Until very recently (2016+), a lot of us were assuming Microsoft was still
committed to maintaining CE as an OS for things like handheld RFID scanners,
train conductor ticket machines, etc - because all the companies that had CE-
based applications didn’t want to have to rewrite them for Android or iOS. And
the reason they were using CE in the first place was because Linux was not a
viable option for SH3/ARM/MIPS-based low-power GUI/screen-driven devices -
back in 2001-2010. Microsoft made CE integration and deployment easy with
their Platform Builder tools - building your own Linux district for an
embedded application is a job in itself.

Now that NT runs well on ARM, and that SH3 and MIPS are dead in the handheld
space, Microsoft is pitching NT as a replacement for CE in certain use-cases -
but no-one is pretending Windows 10 “IoT” or LTSB is suitable for batter-
powered devices.
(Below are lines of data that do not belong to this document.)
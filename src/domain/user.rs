use {
    super::error::PayError,
    chrono::{DateTime, Utc},
    derive_more::Display,
    serde::{Deserialize, Serialize},
    uuid::Uuid,
};

/// Extra same-day session credits granted on every successful payment.
pub const BONUS_SESSIONS_PER_PAYMENT: i64 = 2;

/// Weekly tier derived from successful payments in the trailing 7 days.
#[derive(Debug, Clone, Copy, Display, Serialize, Deserialize, PartialEq, Eq, PartialOrd, Ord)]
#[serde(rename_all = "snake_case")]
pub enum Tier {
    #[display("FREE")]
    Free,
    #[display("BRONZE")]
    Bronze,
    #[display("SILVER")]
    Silver,
    #[display("GOLD")]
    Gold,
}

/// Per-tier session quota. Bonus credits add on top of `sessions_per_day`.
#[derive(Debug, Clone, Copy, Serialize, PartialEq, Eq)]
pub struct SessionLimits {
    pub sessions_per_day: i64,
    pub minutes_per_session: i64,
    /// None means unlimited.
    pub total_minutes: Option<i64>,
}

impl Tier {
    /// Pure tier mapping: 0 → Free, 1 → Bronze, 2 → Silver, 3+ → Gold.
    pub fn for_weekly_payments(count: i64) -> Tier {
        match count {
            i64::MIN..=0 => Self::Free,
            1 => Self::Bronze,
            2 => Self::Silver,
            _ => Self::Gold,
        }
    }

    pub fn level(&self) -> u8 {
        match self {
            Self::Free => 0,
            Self::Bronze => 1,
            Self::Silver => 2,
            Self::Gold => 3,
        }
    }

    pub fn from_level(level: u8) -> Result<Tier, PayError> {
        match level {
            0 => Ok(Self::Free),
            1 => Ok(Self::Bronze),
            2 => Ok(Self::Silver),
            3 => Ok(Self::Gold),
            other => Err(PayError::Validation(format!("unknown tier level: {other}"))),
        }
    }

    pub fn session_limits(&self) -> SessionLimits {
        match self {
            Self::Free => SessionLimits {
                sessions_per_day: 3,
                minutes_per_session: 10,
                total_minutes: Some(30),
            },
            Self::Bronze => SessionLimits {
                sessions_per_day: 5,
                minutes_per_session: 10,
                total_minutes: Some(50),
            },
            Self::Silver => SessionLimits {
                sessions_per_day: 7,
                minutes_per_session: 10,
                total_minutes: Some(70),
            },
            Self::Gold => SessionLimits {
                sessions_per_day: 10,
                minutes_per_session: 15,
                total_minutes: None,
            },
        }
    }
}

#[derive(Debug, Clone, Serialize)]
pub struct UserAccount {
    pub id: Uuid,
    pub email: String,
    pub is_admin: bool,
    pub tier: Tier,
    pub weekly_payment_count: i64,
    pub tier_recalculated_at: Option<DateTime<Utc>>,
    pub bonus_sessions_today: i64,
}

impl UserAccount {
    pub fn new(id: Uuid, email: impl Into<String>) -> Self {
        Self {
            id,
            email: email.into(),
            is_admin: false,
            tier: Tier::Free,
            weekly_payment_count: 0,
            tier_recalculated_at: None,
            bonus_sessions_today: 0,
        }
    }
}
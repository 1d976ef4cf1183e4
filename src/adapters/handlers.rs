//! Client-facing and administrative endpoints. User identity arrives as
//! an `X-User-Id` header injected by the upstream auth proxy; admin
//! endpoints carry a bearer token checked in constant time.

use {
    super::api_errors::ApiError,
    crate::{
        AppState,
        domain::{document::Document, error::PayError},
        services::{
            payment_flow,
            refund_flow::{self, ActorIdentity},
            tier,
        },
    },
    axum::{
        Json,
        extract::{Multipart, Path, State},
        http::{HeaderMap, StatusCode},
        response::IntoResponse,
    },
    serde::Deserialize,
    serde_json::{Value, json},
    subtle::ConstantTimeEq,
    uuid::Uuid,
};

fn user_from_headers(headers: &HeaderMap) -> Result<Uuid, PayError> {
    headers
        .get("X-User-Id")
        .and_then(|v| v.to_str().ok())
        .and_then(|s| Uuid::parse_str(s).ok())
        .ok_or(PayError::MissingAuthHeaders)
}

fn require_admin(state: &AppState, headers: &HeaderMap) -> Result<ActorIdentity, PayError> {
    let token = headers
        .get("Authorization")
        .and_then(|v| v.to_str().ok())
        .and_then(|v| v.strip_prefix("Bearer "))
        .ok_or(PayError::Unauthorized)?;
    let token_matches: bool = token
        .as_bytes()
        .ct_eq(state.admin.token.as_bytes())
        .into();
    if !token_matches {
        return Err(PayError::Unauthorized);
    }
    Ok(ActorIdentity {
        id: state.admin.actor_id,
        email: state.admin.actor_email.clone(),
    })
}

fn source_ip(headers: &HeaderMap) -> Option<String> {
    headers
        .get("X-Forwarded-For")
        .and_then(|v| v.to_str().ok())
        .and_then(|v| v.split(',').next())
        .map(|s| s.trim().to_string())
}

// ── payments ───────────────────────────────────────────────────────────

#[derive(Debug, Deserialize)]
pub struct StartPaymentRequest {
    pub amount: i64,
}

pub async fn start_payment(
    State(state): State<AppState>,
    Path(document_id): Path<Uuid>,
    headers: HeaderMap,
    Json(request): Json<StartPaymentRequest>,
) -> Result<impl IntoResponse, ApiError> {
    let user_id = user_from_headers(&headers)?;
    let started = payment_flow::start_payment(
        state.store.as_ref(),
        state.gateway.as_ref(),
        user_id,
        document_id,
        request.amount,
    )
    .await?;

    Ok((
        StatusCode::CREATED,
        Json(json!({
            "payment_id": started.payment.id,
            "checkout_url": started.checkout_url,
            "public_code": started.payment.public_code,
            "expires_at": started.expires_at,
            "status": started.payment.status,
        })),
    ))
}

pub async fn payment_status(
    State(state): State<AppState>,
    Path(document_id): Path<Uuid>,
    headers: HeaderMap,
) -> Result<Json<Value>, ApiError> {
    let user_id = user_from_headers(&headers)?;
    let view = payment_flow::payment_status(
        state.store.as_ref(),
        state.gateway.as_ref(),
        user_id,
        document_id,
    )
    .await?;

    Ok(Json(json!({
        "status": view.status,
        "unlocked": view.unlocked,
        "payment_id": view.payment.as_ref().map(|p| p.id),
    })))
}

pub async fn cancel_payment(
    State(state): State<AppState>,
    Path(document_id): Path<Uuid>,
    headers: HeaderMap,
) -> Result<Json<Value>, ApiError> {
    let user_id = user_from_headers(&headers)?;
    let payment =
        payment_flow::cancel_payment(state.store.as_ref(), user_id, document_id).await?;
    Ok(Json(json!({
        "payment_id": payment.id,
        "status": payment.status,
    })))
}

// ── refunds ────────────────────────────────────────────────────────────

fn refund_view(document: &Document) -> Value {
    json!({
        "document_id": document.id,
        "refund_requested": document.refund_requested,
        "requested_at": document.refund_requested_at,
        "motive": document.rejection_reason,
        "evidence_ref": document.evidence_ref,
        "resubmission": !document.refund_history.is_empty(),
    })
}

pub async fn request_refund(
    State(state): State<AppState>,
    Path(document_id): Path<Uuid>,
    headers: HeaderMap,
    mut multipart: Multipart,
) -> Result<impl IntoResponse, ApiError> {
    let user_id = user_from_headers(&headers)?;

    let mut reason: Option<String> = None;
    let mut evidence_ref: Option<String> = None;
    while let Some(field) = multipart
        .next_field()
        .await
        .map_err(|e| PayError::Validation(format!("invalid multipart body: {e}")))?
    {
        match field.name() {
            Some("reason") => {
                let text = field
                    .text()
                    .await
                    .map_err(|e| PayError::Validation(format!("invalid reason field: {e}")))?;
                reason = Some(text);
            }
            Some("evidence") => {
                // Blob storage is outside this subsystem; keep the
                // reference so the admin can locate the upload.
                let filename = field.file_name().map(str::to_string);
                let bytes = field
                    .bytes()
                    .await
                    .map_err(|e| PayError::Validation(format!("invalid evidence field: {e}")))?;
                if !bytes.is_empty() {
                    evidence_ref =
                        Some(format!("upload://{}", filename.unwrap_or_else(|| "evidence".into())));
                }
            }
            _ => {}
        }
    }

    let reason = reason.ok_or_else(|| PayError::Validation("refund reason is required".into()))?;
    let document = refund_flow::request_refund(
        state.store.as_ref(),
        user_id,
        document_id,
        &reason,
        evidence_ref.as_deref(),
    )
    .await?;

    Ok((StatusCode::CREATED, Json(refund_view(&document))))
}

pub async fn refund_eligibility(
    State(state): State<AppState>,
    Path(document_id): Path<Uuid>,
    headers: HeaderMap,
) -> Result<Json<refund_flow::Eligibility>, ApiError> {
    user_from_headers(&headers)?;
    let eligibility = refund_flow::refund_eligibility(state.store.as_ref(), document_id).await?;
    Ok(Json(eligibility))
}

// ── users ──────────────────────────────────────────────────────────────

pub async fn user_quota(
    State(state): State<AppState>,
    Path(user_id): Path<Uuid>,
    headers: HeaderMap,
) -> Result<Json<tier::QuotaView>, ApiError> {
    let requester = user_from_headers(&headers)?;
    if requester != user_id {
        return Err(PayError::Validation("quota is only visible to its owner".into()).into());
    }
    let user = state
        .store
        .user(user_id)
        .await?
        .ok_or_else(|| PayError::NotFound(format!("user {user_id}")))?;
    Ok(Json(tier::quota_for(&user)))
}

pub async fn user_payments(
    State(state): State<AppState>,
    Path(user_id): Path<Uuid>,
    headers: HeaderMap,
) -> Result<Json<Value>, ApiError> {
    let requester = user_from_headers(&headers)?;
    if requester != user_id {
        return Err(
            PayError::Validation("payment history is only visible to its owner".into()).into(),
        );
    }
    let payments = state.store.payments_for_user(user_id).await?;
    Ok(Json(json!({ "payments": payments })))
}

// ── admin ──────────────────────────────────────────────────────────────

#[derive(Debug, Deserialize)]
pub struct DecisionRequest {
    pub comment: Option<String>,
}

async fn decide(
    state: &AppState,
    headers: &HeaderMap,
    document_id: Uuid,
    approve: bool,
    request: DecisionRequest,
) -> Result<Json<Value>, ApiError> {
    let actor = require_admin(state, headers)?;
    let comment = request.comment.unwrap_or_default();
    let outcome = refund_flow::decide_refund(
        state.store.as_ref(),
        document_id,
        approve,
        &comment,
        &actor,
        source_ip(headers),
    )
    .await?;

    Ok(Json(json!({
        "approved": approve,
        "document_id": outcome.document.id,
        "payment_id": outcome.payment.id,
        "payment_status": outcome.payment.status,
        "refunded_at": outcome.payment.refunded_at,
        "unlocked": outcome.document.unlocked,
        "can_resubmit": !approve,
    })))
}

pub async fn approve_refund(
    State(state): State<AppState>,
    Path(document_id): Path<Uuid>,
    headers: HeaderMap,
    Json(request): Json<DecisionRequest>,
) -> Result<Json<Value>, ApiError> {
    decide(&state, &headers, document_id, true, request).await
}

pub async fn reject_refund(
    State(state): State<AppState>,
    Path(document_id): Path<Uuid>,
    headers: HeaderMap,
    Json(request): Json<DecisionRequest>,
) -> Result<Json<Value>, ApiError> {
    decide(&state, &headers, document_id, false, request).await
}

pub async fn pending_refunds(
    State(state): State<AppState>,
    headers: HeaderMap,
) -> Result<Json<Value>, ApiError> {
    require_admin(&state, &headers)?;
    let documents = refund_flow::pending_requests(state.store.as_ref()).await?;
    let items: Vec<Value> = documents
        .iter()
        .map(|d| {
            json!({
                "document_id": d.id,
                "user_id": d.user_id,
                "kind": d.kind,
                "requested_at": d.refund_requested_at,
                "motive": d.rejection_reason,
                "evidence_ref": d.evidence_ref,
                "previous_decisions": d.refund_history.len(),
            })
        })
        .collect();
    Ok(Json(json!({"total": items.len(), "requests": items})))
}

#[derive(Debug, Deserialize)]
pub struct SimulatePaymentRequest {
    pub user_id: Uuid,
    pub document_id: Uuid,
    pub amount: i64,
}

pub async fn simulate_payment(
    State(state): State<AppState>,
    headers: HeaderMap,
    Json(request): Json<SimulatePaymentRequest>,
) -> Result<impl IntoResponse, ApiError> {
    let actor = require_admin(&state, &headers)?;
    let payment = payment_flow::create_simulated_payment(
        state.store.as_ref(),
        request.user_id,
        request.document_id,
        request.amount,
    )
    .await?;

    crate::services::audit::record(
        state.store.as_ref(),
        crate::domain::audit::NewAuditEntry::new(
            actor.id,
            &actor.email,
            crate::domain::audit::AuditAction::AdminUnlock,
            "document",
            Some(request.document_id),
            json!({
                "payment_id": payment.id,
                "amount": payment.amount,
                "simulated": true,
            }),
            source_ip(&headers),
        ),
    )
    .await;

    Ok((StatusCode::CREATED, Json(json!({ "payment": payment }))))
}

// ── gateway diagnostics ────────────────────────────────────────────────

pub async fn gateway_webhook_config(
    State(state): State<AppState>,
    headers: HeaderMap,
) -> Result<Json<Value>, ApiError> {
    require_admin(&state, &headers)?;
    let config = state.gateway.webhook_config().await?;
    let payment_enabled = config.configured_categories.iter().any(|c| c == "payment");
    Ok(Json(json!({
        "webhook_url": config.webhook_url,
        "configured_categories": config.configured_categories,
        "available_categories": config.available_categories,
        // Without the payment category the gateway never delivers
        // payment webhooks; surface it so the operator notices.
        "payment_category_enabled": payment_enabled,
    })))
}

#[derive(Debug, Deserialize)]
pub struct UpdateWebhookConfigRequest {
    pub webhook_url: String,
    pub categories: Option<Vec<String>>,
}

pub async fn update_gateway_webhook_config(
    State(state): State<AppState>,
    headers: HeaderMap,
    Json(request): Json<UpdateWebhookConfigRequest>,
) -> Result<Json<Value>, ApiError> {
    require_admin(&state, &headers)?;
    let categories = request.categories.unwrap_or_else(|| vec!["payment".into()]);
    let config = state
        .gateway
        .update_webhook_config(&request.webhook_url, &categories)
        .await?;
    Ok(Json(json!({
        "webhook_url": config.webhook_url,
        "configured_categories": config.configured_categories,
    })))
}

pub async fn gateway_recent_events(
    State(state): State<AppState>,
    headers: HeaderMap,
) -> Result<Json<Value>, ApiError> {
    require_admin(&state, &headers)?;
    let events = state.gateway.recent_events().await?;
    let items: Vec<Value> = events
        .iter()
        .map(|e| {
            json!({
                "event_type": e.event_type,
                "created_at": e.created_at,
                "payload": e.payload,
            })
        })
        .collect();
    Ok(Json(json!({"total": items.len(), "events": items})))
}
And the mismanagement of the Windows Phone 10 platform
especially leaves MS in an awkward situation where they can’t serve the best
customers you can get: large enterprises looking for a long-term supported
platform - who have no problem with MS’ relative lock-in; who now have to
switch to non-phone Android handhelds and switch from .NET on CE to JVM on
Linux - and they won’t want to do this again for a long time (decades?) -
Microsoft did untold long-term damage to their viability as an enterprise
solutions provider by abandoning CE. Smh.

(Okay, Android is one option - another is QNX (other platforms like VxWorks
aren’t really used for LoB applications). I wager most devs would prefer
Android over QNX out of familiarity though - especially as I imagine most devs
under 30 (35?) today have dabbled with writing their own smartphone app.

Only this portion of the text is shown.